Fix only the top 5 highest-return energy leaks at a time — resolving everything simultaneously guarantees overwhelm and nothing gets fixed
Do not attempt to resolve every identified energy leak simultaneously; instead, fix the top five highest-return leaks first based on the effort-to-cognitive-cost ratio, accepting that some leaks are structural and will take months.
Why This Is a Rule
Energy leak audits (Log energy (1-5) three times daily with sleep, meals, exercise, and emotional state for two weeks — let pattern detection reveal your energy predictors, Map activities on two dimensions: time invested × energy impact — restructure high-time/high-drain activities first, Sort energy leaks by fix-effort ÷ cognitive-cost ratio — the highest-return fixes aren't always the most important leaks) often reveal 15-25 identifiable leaks. The instinct is to address all of them — a comprehensive remediation project. This instinct guarantees failure because: (1) resolving 15 leaks simultaneously exceeds cognitive capacity, creating its own energy drain, (2) attempting everything means nothing gets the focused attention needed for actual resolution, and (3) the feeling of being "behind on leak resolution" becomes a new energy leak.
The top-5 constraint applies the Pareto principle: the top 5 leaks by ROI (Sort energy leaks by fix-effort ÷ cognitive-cost ratio — the highest-return fixes aren't always the most important leaks) likely account for 50-70% of total cognitive drain. Fixing those 5 produces the majority of available energy recovery while keeping the remediation scope manageable. The remaining leaks continue draining at reduced total impact, and they'll get their turn once the top 5 are resolved.

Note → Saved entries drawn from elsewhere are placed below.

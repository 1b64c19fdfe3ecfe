use axum::{
    http::StatusCode,
    response::{IntoResponse, Response},
    Json,
};
use serde_json::json;
use thiserror::Error;

#[derive(Error, Debug)]
pub enum AppError {
    #[error("Not Found: {0}")]
    NotFound(String),

    #[error("Bad Request: {0}")]
    BadRequest(String),

    #[error("Internal Server Error: {0}")]
    Internal(String),

    #[error("Validation error: {0}")]
    ValidationError(String),

    #[error("External service error: {0}")]
    ExternalService(String),
}

impl AppError {
    pub fn status_code(&self) -> StatusCode {
        match self {
            AppError::NotFound(_) => StatusCode::NOT_FOUND,
            AppError::BadRequest(_) => StatusCode::BAD_REQUEST,
            AppError::Internal(_) => StatusCode::INTERNAL_SERVER_ERROR,
            AppError::ValidationError(_) => StatusCode::UNPROCESSABLE_ENTITY,
            AppError::ExternalService(_) => StatusCode::BAD_GATEWAY,
        }
    }
}

impl IntoResponse for AppError {
    fn into_response(self) -> Response {
        let status = self.status_code();
        let message = match &self {
            AppError::NotFound(msg)
            | AppError::BadRequest(msg)
            | AppError::Internal(msg)
            | AppError::ValidationError(msg)
            | AppError::ExternalService(msg) => msg,
        };

        tracing::error!("Error: {}: {}", status, message);

        let body = Json(json!({
            "error": message
        }));

        (status, body).into_response()
    }
}
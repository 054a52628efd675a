//! Portfolio delivery metrics.

use serde::Serialize;
use vantage_core::Time;

use crate::engine::MilestoneSummary;

/// Derived delivery metrics over the whole portfolio.
///
/// Every score is a percentage in [0, 100]; ratios over an empty portfolio
/// read as zero rather than dividing by nothing.
#[derive(Debug, Clone, Copy, PartialEq, Serialize)]
pub struct PerformanceMetrics {
    /// Share of milestones not currently overdue
    pub on_time_delivery: f64,

    /// Mean whole days past due across overdue milestones
    pub average_delay_days: f64,

    /// Mean progress scaled by 1.2, capped at 100
    pub productivity_score: f64,

    /// Mirrors on-time delivery
    pub quality_score: f64,

    /// 100 minus two points per average delay day, floored at 0
    pub team_efficiency: f64,

    /// Mean progress plus ten points per completed milestone, capped at 100
    pub resource_utilization: f64,
}

pub(crate) fn compute(milestones: &[MilestoneSummary], now: Time) -> PerformanceMetrics {
    let total = milestones.len();
    let completed = milestones.iter().filter(|m| m.is_completed()).count();
    let delays: Vec<i64> = milestones
        .iter()
        .filter(|m| m.is_overdue(now))
        .map(|m| (now - m.due_date).num_days().max(0))
        .collect();

    let on_time_delivery = if total > 0 {
        (total - delays.len()) as f64 / total as f64 * 100.0
    } else {
        0.0
    };
    let average_delay_days = if delays.is_empty() {
        0.0
    } else {
        delays.iter().sum::<i64>() as f64 / delays.len() as f64
    };
    let average_progress = if total > 0 {
        milestones.iter().map(|m| f64::from(m.progress)).sum::<f64>() / total as f64
    } else {
        0.0
    };

    PerformanceMetrics {
        on_time_delivery,
        average_delay_days,
        productivity_score: (average_progress * 1.2).min(100.0),
        quality_score: on_time_delivery,
        team_efficiency: (100.0 - average_delay_days * 2.0).max(0.0),
        resource_utilization: (average_progress + completed as f64 * 10.0).min(100.0),
    }
}

#[cfg(test)]
mod tests {
    use super::*;
    use chrono::{Duration, TimeZone, Utc};
    use vantage_core::{InitiativeId, MilestoneId, MilestoneStatus};

    fn base() -> Time {
        Utc.with_ymd_and_hms(2025, 6, 15, 12, 0, 0).unwrap()
    }

    fn summary(status: MilestoneStatus, due_offset_days: i64, progress: u8) -> MilestoneSummary {
        MilestoneSummary {
            id: MilestoneId::new(),
            title: "Checkpoint".to_string(),
            initiative_id: InitiativeId::new(),
            initiative_title: "Expansion".to_string(),
            due_date: base() + Duration::days(due_offset_days),
            status,
            progress,
            assignee_id: None,
            created_at: base() - Duration::days(45),
            completed_at: None,
        }
    }

    #[test]
    fn empty_portfolio_reads_as_zeroes() {
        let metrics = compute(&[], base());
        assert_eq!(metrics.on_time_delivery, 0.0);
        assert_eq!(metrics.average_delay_days, 0.0);
        assert_eq!(metrics.productivity_score, 0.0);
        assert_eq!(metrics.team_efficiency, 100.0);
        assert_eq!(metrics.resource_utilization, 0.0);
    }

    #[test]
    fn mixed_portfolio_metrics() {
        let milestones = vec![
            summary(MilestoneStatus::Completed, -20, 100),
            summary(MilestoneStatus::InProgress, -10, 40),
            summary(MilestoneStatus::InProgress, -4, 40),
            summary(MilestoneStatus::NotStarted, 20, 0),
        ];

        let metrics = compute(&milestones, base());
        // Two of four are overdue.
        assert_eq!(metrics.on_time_delivery, 50.0);
        assert_eq!(metrics.quality_score, 50.0);
        assert_eq!(metrics.average_delay_days, 7.0);
        assert_eq!(metrics.team_efficiency, 86.0);
        // Mean progress 45, one completed milestone.
        assert!((metrics.productivity_score - 54.0).abs() < 1e-9);
        assert_eq!(metrics.resource_utilization, 55.0);
    }

    #[test]
    fn scores_cap_at_one_hundred() {
        let milestones: Vec<MilestoneSummary> = (0..12)
            .map(|_| summary(MilestoneStatus::Completed, 10, 100))
            .collect();

        let metrics = compute(&milestones, base());
        assert_eq!(metrics.productivity_score, 100.0);
        assert_eq!(metrics.resource_utilization, 100.0);
        assert_eq!(metrics.on_time_delivery, 100.0);
    }

    #[test]
    fn heavy_delays_floor_efficiency_at_zero() {
        let milestones = vec![summary(MilestoneStatus::InProgress, -120, 10)];
        let metrics = compute(&milestones, base());
        assert_eq!(metrics.team_efficiency, 0.0);
    }
}
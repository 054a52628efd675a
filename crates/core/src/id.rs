//! Unique identifiers for Vantage entities.

use serde::{Deserialize, Serialize};
use ulid::Ulid;

/// Unique identifier for an Operation
#[derive(Debug, Clone, Copy, PartialEq, Eq, Hash, Serialize, Deserialize)]
pub struct OperationId(Ulid);

impl OperationId {
    /// Generate a new OperationId
    pub fn new() -> Self {
        Self(Ulid::new())
    }
}

impl Default for OperationId {
    fn default() -> Self {
        Self::new()
    }
}

impl std::fmt::Display for OperationId {
    fn fmt(&self, f: &mut std::fmt::Formatter<'_>) -> std::fmt::Result {
        self.0.fmt(f)
    }
}

impl std::str::FromStr for OperationId {
    type Err = ulid::DecodeError;

    fn from_str(s: &str) -> Result<Self, Self::Err> {
        Ok(Self(s.parse()?))
    }
}

/// Unique identifier for an Initiative
#[derive(Debug, Clone, Copy, PartialEq, Eq, Hash, Serialize, Deserialize)]
pub struct InitiativeId(Ulid);

impl InitiativeId {
    /// Generate a new InitiativeId
    pub fn new() -> Self {
        Self(Ulid::new())
    }
}

impl Default for InitiativeId {
    fn default() -> Self {
        Self::new()
    }
}

impl std::fmt::Display for InitiativeId {
    fn fmt(&self, f: &mut std::fmt::Formatter<'_>) -> std::fmt::Result {
        self.0.fmt(f)
    }
}

impl std::str::FromStr for InitiativeId {
    type Err = ulid::DecodeError;

    fn from_str(s: &str) -> Result<Self, Self::Err> {
        Ok(Self(s.parse()?))
    }
}

/// Unique identifier for a Milestone
#[derive(Debug, Clone, Copy, PartialEq, Eq, Hash, Serialize, Deserialize)]
pub struct MilestoneId(Ulid);

impl MilestoneId {
    /// Generate a new MilestoneId
    pub fn new() -> Self {
        Self(Ulid::new())
    }
}

impl Default for MilestoneId {
    fn default() -> Self {
        Self::new()
    }
}

impl std::fmt::Display for MilestoneId {
    fn fmt(&self, f: &mut std::fmt::Formatter<'_>) -> std::fmt::Result {
        self.0.fmt(f)
    }
}

impl std::str::FromStr for MilestoneId {
    type Err = ulid::DecodeError;

    fn from_str(s: &str) -> Result<Self, Self::Err> {
        Ok(Self(s.parse()?))
    }
}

"Some leaks are structural and will take months" is the acceptance clause: not every leak is a quick fix. Career misalignment, chronic health conditions, deep relationship patterns — these are real energy leaks that can't be resolved in a week. Accepting the timeline prevents the frustration of "why can't I fix everything?" and focuses effort on the quick wins that produce immediate recovery alongside the long-term structural projects.
When This Fires
- After an energy audit reveals a long list of leaks — select top 5 before starting remediation
- When attempting to fix all leaks at once produces overwhelm rather than recovery
- When energy improvement stalls because attention is spread across too many simultaneous fixes
- Complements Sort energy leaks by fix-effort ÷ cognitive-cost ratio — the highest-return fixes aren't always the most important leaks (ROI-based leak sorting) with the scope constraint
Common Failure Mode
Comprehensive remediation: "I'll fix everything at once." Week 1: high motivation, 15 changes initiated. Week 2: can't track 15 changes, half are abandoned, the effort of managing remediation becomes its own drain. Week 3: back to baseline, plus demoralization. Focused remediation: 5 highest-ROI fixes, executed one at a time, producing measurable recovery within weeks.
The Protocol
(1) From your sorted energy leak list (Sort energy leaks by fix-effort ÷ cognitive-cost ratio — the highest-return fixes aren't always the most important leaks), select the top 5 by ROI ratio. (2) These 5 are your active remediation targets. Everything else goes on a "next batch" list — acknowledged but not yet addressed. (3) Address the 5 using Three dispositions for energy leaks within 48 hours: resolve through action, release through acknowledgment, or capture with a concrete next step's three dispositions: resolve, release, or capture. (4) As each of the 5 is resolved → promote the next highest-ROI leak from the "next batch" list. Maintain 5 active targets at all times. (5) Accept that structural leaks (career, health, deep patterns) will be in the active 5 for months. That's fine — they're being worked on alongside the quicker fixes.